Work required — Filter the data below for the string "reqwest" and copy each matching line.

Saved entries
impl ReplicaCacheStore {
    pub fn new(pool: SqlitePool) -> Self {
        Self { pool }
    }

    pub fn pool(&self) -> &SqlitePool {
        &self.pool
    }

    pub async fn get(&self, key: &ResourceKey) -> Result<Option<CacheEntry>, CacheStoreError> {
        let row: Option<CacheEntryRow> =
            sqlx::query_as("SELECT * FROM cache_entries WHERE resource_key = ?")
                .bind(key.to_string())
                .fetch_optional(&self.pool)
                .await?;

        row.map(|r| r.into_entry().map(|(_, entry)| entry))
            .transpose()
    }

    /// Inserts or replaces the entry of a resource.
    pub async fn put(&self, key: &ResourceKey, entry: &CacheEntry) -> Result<(), CacheStoreError> {
        let payload = entry.payload.as_ref().map(|p| p.to_string());

        sqlx::query(
            r#"
            INSERT INTO cache_entries
                (resource_key, validator_etag, validator_last_modified, payload,
                 last_http_status, last_error, updated_at, retired)
            VALUES (?, ?, ?, ?, ?, ?, ?, ?)
            ON CONFLICT(resource_key) DO UPDATE SET
                validator_etag = excluded.validator_etag,
                validator_last_modified = excluded.validator_last_modified,
                payload = excluded.payload,
                last_http_status = excluded.last_http_status,
                last_error = excluded.last_error,
                updated_at = excluded.updated_at,
                retired = excluded.retired
            "#,
        )
        .bind(key.to_string())
        .bind(&entry.validator_etag)
        .bind(&entry.validator_last_modified)
        .bind(payload)
        .bind(entry.last_http_status.map(i64::from))
        .bind(&entry.last_error)
        .bind(entry.updated_at.map(format_ts))
        .bind(entry.retired)
        .execute(&self.pool)
        .await?;

        Ok(())
    }

    /// All entries, ordered by key.
    pub async fn list(&self) -> Result<Vec<(ResourceKey, CacheEntry)>, CacheStoreError> {
        let rows: Vec<CacheEntryRow> =
            sqlx::query_as("SELECT * FROM cache_entries ORDER BY resource_key")
                .fetch_all(&self.pool)
                .await?;

        rows.into_iter().map(CacheEntryRow::into_entry).collect()
    }

    /// Removes an entry. Returns false if none existed.
    pub async fn remove(&self, key: &ResourceKey) -> Result<bool, CacheStoreError> {
        let result = sqlx::query("DELETE FROM cache_entries WHERE resource_key = ?")
            .bind(key.to_string())
            .execute(&self.pool)
            .await?;
        Ok(result.rows_affected() > 0)
    }

    /// Makes a retired resource eligible for fetching again.
    /// Returns false if the resource has no entry.
    pub async fn clear_retirement(&self, key: &ResourceKey) -> Result<bool, CacheStoreError> {
        match self.get(key).await? {
            Some(mut entry) => {
                entry.clear_retirement();
                self.put(key, &entry).await?;
                Ok(true)
            }
            None => Ok(false),
        }
    }

    // ------------------------------------------------------------------
    // Disabled categories
    // ------------------------------------------------------------------

    pub async fn disable_category(&self, category: &str) -> Result<(), CacheStoreError> {
        sqlx::query(
            "INSERT INTO disabled_categories (category, disabled_at) VALUES (?, ?) ON CONFLICT(category) DO NOTHING",
        )
        .bind(category)
        .bind(format_ts(Utc::now()))
        .execute(&self.pool)
        .await?;
        Ok(())
    }

    /// Returns false if the category was not disabled.
    pub async fn enable_category(&self, category: &str) -> Result<bool, CacheStoreError> {
        let result = sqlx::query("DELETE FROM disabled_categories WHERE category = ?")
            .bind(category)
            .execute(&self.pool)
            .await?;
        Ok(result.rows_affected() > 0)
    }

    pub async fn disabled_categories(&self) -> Result<BTreeSet<String>, CacheStoreError> {
        let rows: Vec<(String,)> = sqlx::query_as("SELECT category FROM disabled_categories")
            .fetch_all(&self.pool)
            .await?;
        Ok(rows.into_iter().map(|(c,)| c).collect())
    }

    /// Removes every retired entry and disables the categories they belong
    /// to. Returns the removed keys.
    pub async fn cleanup_retired(&self) -> Result<Vec<ResourceKey>, CacheStoreError> {
        let retired: Vec<ResourceKey> = self
            .list()
            .await?
            .into_iter()
            .filter(|(_, entry)| entry.retired)
            .map(|(key, _)| key)
            .collect();

        for key in &retired {
            if let Some(category) = key.category() {
                self.disable_category(category).await?;
            }
            self.remove(key).await?;
        }

        Ok(retired)
    }

    // ------------------------------------------------------------------
    // Scheduler state
    // ------------------------------------------------------------------

    pub async fn scheduler_state(&self) -> Result<SchedulerState, CacheStoreError> {
        let row: Option<(Option<String>, Option<String>, Option<String>)> = sqlx::query_as(
            "SELECT last_run, next_scheduled, last_summary FROM scheduler_state WHERE id = 1",
        )
        .fetch_optional(&self.pool)
        .await?;

        Ok(match row {
            Some((last_run, next_scheduled, last_summary)) => SchedulerState {
                last_run: last_run.as_deref().and_then(parse_ts),
                next_scheduled: next_scheduled.as_deref().and_then(parse_ts),
                last_summary,
            },
            None => SchedulerState::default(),
        })
    }

    pub async fn set_next_scheduled(&self, at: DateTime<Utc>) -> Result<(), CacheStoreError> {
        sqlx::query(
            r#"
            INSERT INTO scheduler_state (id, next_scheduled) VALUES (1, ?)
            ON CONFLICT(id) DO UPDATE SET next_scheduled = excluded.next_scheduled
            "#,
        )
        .bind(format_ts(at))
        .execute(&self.pool)
        .await?;
        Ok(())
    }

    pub async fn record_run(&self, at: DateTime<Utc>, summary: &str) -> Result<(), CacheStoreError> {
        sqlx::query(
            r#"
            INSERT INTO scheduler_state (id, last_run, last_summary) VALUES (1, ?, ?)
            ON CONFLICT(id) DO UPDATE SET last_run = excluded.last_run, last_summary = excluded.last_summary
            "#,
        )
        .bind(format_ts(at))
        .bind(summary)
        .execute(&self.pool)
        .await?;
        Ok(())
    }

    // ------------------------------------------------------------------
    // Run lease
    // ------------------------------------------------------------------

    /// Takes or renews the cycle lease for `holder` until `until`.
    ///
    /// Returns false while another holder's lease is live at `now`. The
    /// check and the write are a single statement, so two processes can
    /// never both succeed.
    pub async fn acquire_lease(
        &self,
        holder: &str,
        now: DateTime<Utc>,
        until: DateTime<Utc>,
    ) -> Result<bool, CacheStoreError> {
        let result = sqlx::query(
            r#"
            INSERT INTO run_lease (id, holder, locked_until) VALUES (1, ?, ?)
            ON CONFLICT(id) DO UPDATE SET holder = excluded.holder, locked_until = excluded.locked_until
            WHERE run_lease.holder = excluded.holder OR run_lease.locked_until < ?
            "#,
        )
        .bind(holder)
        .bind(format_ts(until))
        .bind(format_ts(now))
        .execute(&self.pool)
        .await?;
        Ok(result.rows_affected() == 1)
    }

    /// Drops the lease if `holder` still owns it.
    pub async fn release_lease(&self, holder: &str) -> Result<(), CacheStoreError> {
        sqlx::query("DELETE FROM run_lease WHERE holder = ?")
            .bind(holder)
            .execute(&self.pool)
            .await?;
        Ok(())
    }
}
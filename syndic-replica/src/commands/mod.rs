mod config_cmd;
mod daemon;
mod resource;
mod status;
mod sync_cmd;

pub use config_cmd::ConfigCommand;
pub use daemon::DaemonCommand;
pub use resource::ResourceCommand;
pub use status::StatusCommand;
pub use sync_cmd::SyncCommand;

use chrono::Utc;
use std::sync::Arc;

use syndic_core::ProducerClient;
use syndic_replica::db::init_db;
use syndic_replica::{
    Config, EngineSettings, LocalMirror, MediaMirror, ReplicaCacheStore, Scheduler, SyncEngine,
};

/// Opens the cache store without contacting the Producer.
pub async fn open_store(config: &Config) -> Result<ReplicaCacheStore, sqlx::Error> {
    let pool = init_db(&config.database_path.value).await?;
    Ok(ReplicaCacheStore::new(pool))
}

/// Builds the scheduler and engine for the configured Producer, arming an
/// immediate run if none is pending.
pub async fn open_scheduler(config: &Config) -> Result<Scheduler, Box<dyn std::error::Error>> {
    let url = config.producer_url.value.as_deref().ok_or(
        "Producer URL not configured. Set producer.url in the config file or SYNDIC_PRODUCER_URL",
    )?;
    if config.resources.is_empty() {
        tracing::warn!("No resources configured; only the global presentation is replicated");
    }

    let pool = init_db(&config.database_path.value).await?;
    let client = ProducerClient::new(
        url,
        config.producer_key.value.clone(),
        config.sync.request_timeout(),
    )?;

    let mirror = if config.resources.iter().any(|r| r.local_content) {
        let media = MediaMirror::new(
            pool.clone(),
            config.media_dir.value.clone(),
            config.sync.request_timeout(),
        )?;
        Some(LocalMirror::new(pool.clone(), media))
    } else {
        None
    };

    let engine = SyncEngine::new(
        client,
        ReplicaCacheStore::new(pool),
        mirror,
        EngineSettings::from_config(config),
    );
    let scheduler = Scheduler::new(Arc::new(engine), config.sync.interval());
    scheduler.ensure_armed(Utc::now()).await?;
    Ok(scheduler)
}
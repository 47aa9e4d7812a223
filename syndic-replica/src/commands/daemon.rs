use clap::Args;

use super::open_scheduler;
use syndic_replica::Config;

/// Run scheduled syncs until interrupted
#[derive(Debug, Args)]
pub struct DaemonCommand {}

impl DaemonCommand {
    pub async fn run(&self, config: &Config) -> Result<(), Box<dyn std::error::Error>> {
        let scheduler = open_scheduler(config).await?;
        scheduler
            .run_forever(async {
                let _ = tokio::signal::ctrl_c().await;
            })
            .await?;
        Ok(())
    }
}
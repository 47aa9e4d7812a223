use chrono::{DateTime, Utc};
use clap::Args;

use super::open_store;
use syndic_core::cache::truncate;
use syndic_replica::Config;

const ERROR_PREVIEW_LEN: usize = 80;

/// Show cached resources and scheduler state
#[derive(Debug, Args)]
pub struct StatusCommand {}

impl StatusCommand {
    pub async fn run(&self, config: &Config) -> Result<(), Box<dyn std::error::Error>> {
        let store = open_store(config).await?;
        let entries = store.list().await?;
        let state = store.scheduler_state().await?;
        let disabled = store.disabled_categories().await?;

        println!("Replica Status");
        println!("==============\n");

        println!("Last run:  {}", format_time(state.last_run));
        println!("Next run:  {}", format_time(state.next_scheduled));
        if let Some(summary) = &state.last_summary {
            println!("Summary:   {}", summary);
        }
        println!();

        if entries.is_empty() {
            println!("No cached resources. Run 'syndic-replica sync' first.");
        }
        for (key, entry) in &entries {
            let status = entry
                .last_http_status
                .map(|s| s.to_string())
                .unwrap_or_else(|| "-".to_string());
            let retired = if entry.retired { " [retired]" } else { "" };
            println!("{:<32} {:>4}  {}{}", key, status, format_time(entry.updated_at), retired);
            if let Some(error) = &entry.last_error {
                println!("    {}", truncate(error, ERROR_PREVIEW_LEN));
            }
        }

        if !disabled.is_empty() {
            println!();
            println!("Disabled categories:");
            for category in &disabled {
                println!("  {}", category);
            }
        }
        Ok(())
    }
}

fn format_time(at: Option<DateTime<Utc>>) -> String {
    at.map(|t| t.format("%Y-%m-%d %H:%M:%S UTC").to_string())
        .unwrap_or_else(|| "never".to_string())
}
//! Media download with URL-level deduplication.

use chrono::{SecondsFormat, Utc};
use reqwest::header::CONTENT_TYPE;
use sqlx::{FromRow, SqlitePool};
use std::path::{Path, PathBuf};
use std::time::Duration;
use uuid::Uuid;

use super::MirrorError;

const DEFAULT_MIME: &str = "application/octet-stream";

/// A downloaded media file.
#[derive(Debug, Clone, PartialEq, Eq, FromRow)]
pub struct MediaObject {
    pub id: i64,
    pub source_url: String,
    pub file_path: String,
    pub mime_type: String,
    pub size_bytes: i64,
    pub owner_id: Option<i64>,
}

impl MediaObject {
    /// URL of the local copy.
    pub fn file_url(&self) -> String {
        format!("file://{}", self.file_path)
    }
}

pub struct MediaMirror {
    pool: SqlitePool,
    media_dir: PathBuf,
    http: reqwest::Client,
}

impl MediaMirror {
    pub fn new(
        pool: SqlitePool,
        media_dir: impl Into<PathBuf>,
        timeout: Duration,
    ) -> Result<Self, MirrorError> {
        let http = reqwest::Client::builder()
            .timeout(timeout)
            .build()
            .map_err(|e| MirrorError::Download(e.to_string()))?;

        Ok(Self {
            pool,
            media_dir: media_dir.into(),
            http,
        })
    }

    pub fn media_dir(&self) -> &Path {
        &self.media_dir
    }

    /// Returns the local copy of a media URL, downloading it only if it has
    /// never been mirrored. A hit moves ownership to `owner`.
    pub async fn mirror_media(
        &self,
        source_url: &str,
        owner: Option<i64>,
    ) -> Result<MediaObject, MirrorError> {
        if let Some(mut existing) = self.find_by_url(source_url).await? {
            if owner.is_some() && existing.owner_id != owner {
                sqlx::query("UPDATE media_objects SET owner_id = ? WHERE id = ?")
                    .bind(owner)
                    .bind(existing.id)
                    .execute(&self.pool)
                    .await?;
                existing.owner_id = owner;
            }
            tracing::debug!("Media dedup hit for {}", source_url);
            return Ok(existing);
        }

        let (bytes, mime_type) = self.download(source_url).await?;

        tokio::fs::create_dir_all(&self.media_dir).await?;
        let path = self
            .media_dir
            .join(format!("{}{}", Uuid::new_v4(), extension_of(source_url)));
        tokio::fs::write(&path, &bytes).await?;
        let path = tokio::fs::canonicalize(&path).await.unwrap_or(path);
        let file_path = path.display().to_string();

        let mut tx = self.pool.begin().await?;
        let result = sqlx::query(
            r#"
            INSERT INTO media_objects (source_url, file_path, mime_type, size_bytes, owner_id, created_at)
            VALUES (?, ?, ?, ?, ?, ?)
            "#,
        )
        .bind(source_url)
        .bind(&file_path)
        .bind(&mime_type)
        .bind(bytes.len() as i64)
        .bind(owner)
        .bind(Utc::now().to_rfc3339_opts(SecondsFormat::Micros, true))
        .execute(&mut *tx)
        .await?;
        let id = result.last_insert_rowid();

        sqlx::query("INSERT INTO media_dedup (source_url, media_id) VALUES (?, ?)")
            .bind(source_url)
            .bind(id)
            .execute(&mut *tx)
            .await?;
        tx.commit().await?;

        tracing::info!("Mirrored {} ({} bytes)", source_url, bytes.len());

        Ok(MediaObject {
            id,
            source_url: source_url.to_string(),
            file_path,
            mime_type,
            size_bytes: bytes.len() as i64,
            owner_id: owner,
        })
    }

    pub async fn find_by_url(&self, source_url: &str) -> Result<Option<MediaObject>, MirrorError> {
        let object: Option<MediaObject> = sqlx::query_as(
            r#"
            SELECT m.id, m.source_url, m.file_path, m.mime_type, m.size_bytes, m.owner_id
            FROM media_dedup d JOIN media_objects m ON m.id = d.media_id
            WHERE d.source_url = ?
            "#,
        )
        .bind(source_url)
        .fetch_optional(&self.pool)
        .await?;
        Ok(object)
    }

    pub async fn get(&self, id: i64) -> Result<Option<MediaObject>, MirrorError> {
        let object: Option<MediaObject> = sqlx::query_as(
            "SELECT id, source_url, file_path, mime_type, size_bytes, owner_id FROM media_objects WHERE id = ?",
        )
        .bind(id)
        .fetch_optional(&self.pool)
        .await?;
        Ok(object)
    }

    pub async fn count(&self) -> Result<i64, MirrorError> {
        let (count,): (i64,) = sqlx::query_as("SELECT COUNT(*) FROM media_objects")
            .fetch_one(&self.pool)
            .await?;
        Ok(count)
    }

    async fn download(&self, source_url: &str) -> Result<(Vec<u8>, String), MirrorError> {
        let response = self
            .http
            .get(source_url)
            .send()
            .await
            .map_err(|e| MirrorError::Download(format!("{}: {}", source_url, e)))?;

        let status = response.status();
        if !status.is_success() {
            return Err(MirrorError::Download(format!(
                "{}: status {}",
                source_url,
                status.as_u16()
            )));
        }

        let mime_type = response
            .headers()
            .get(CONTENT_TYPE)
            .and_then(|v| v.to_str().ok())
            .map(|v| v.split(';').next().unwrap_or(v).trim().to_string())
            .filter(|v| !v.is_empty())
            .unwrap_or_else(|| DEFAULT_MIME.to_string());

        let bytes = response
            .bytes()
            .await
            .map_err(|e| MirrorError::Download(format!("{}: {}", source_url, e)))?;

        Ok((bytes.to_vec(), mime_type))
    }
}

/// File extension (with dot) of the last path segment of a URL, if it
/// looks like one.
fn extension_of(url: &str) -> String {
    let path = url.split(['?', '#']).next().unwrap_or(url);
    let segment = path.rsplit('/').next().unwrap_or("");
    match segment.rsplit_once('.') {
        Some((stem, ext))
            if !stem.is_empty()
                && !ext.is_empty()
                && ext.len() <= 8
                && ext.chars().all(|c| c.is_ascii_alphanumeric()) =>
        {
            format!(".{}", ext.to_ascii_lowercase())
        }
        _ => String::new(),
    }
}

#[cfg(test)]
mod tests {
    use super::*;

    #[test]
    fn test_extension_of() {
        assert_eq!(extension_of("http://x/media/photo.JPG"), ".jpg");
        assert_eq!(extension_of("http://x/media/photo.png?size=2"), ".png");
        assert_eq!(extension_of("http://x/media/photo"), "");
        assert_eq!(extension_of("http://x/media/.hidden"), "");
        assert_eq!(extension_of("http://x/a.b/c"), "");
    }

    #[test]
    fn test_file_url() {
        let object = MediaObject {
            id: 1,
            source_url: "http://x/a.png".into(),
            file_path: "/var/media/a.png".into(),
            mime_type: "image/png".into(),
            size_bytes: 3,
            owner_id: None,
        };
        assert_eq!(object.file_url(), "file:///var/media/a.png");
    }
}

Task response —
use reqwest::header::CONTENT_TYPE;
    http: reqwest::Client,
        let http = reqwest::Client::builder()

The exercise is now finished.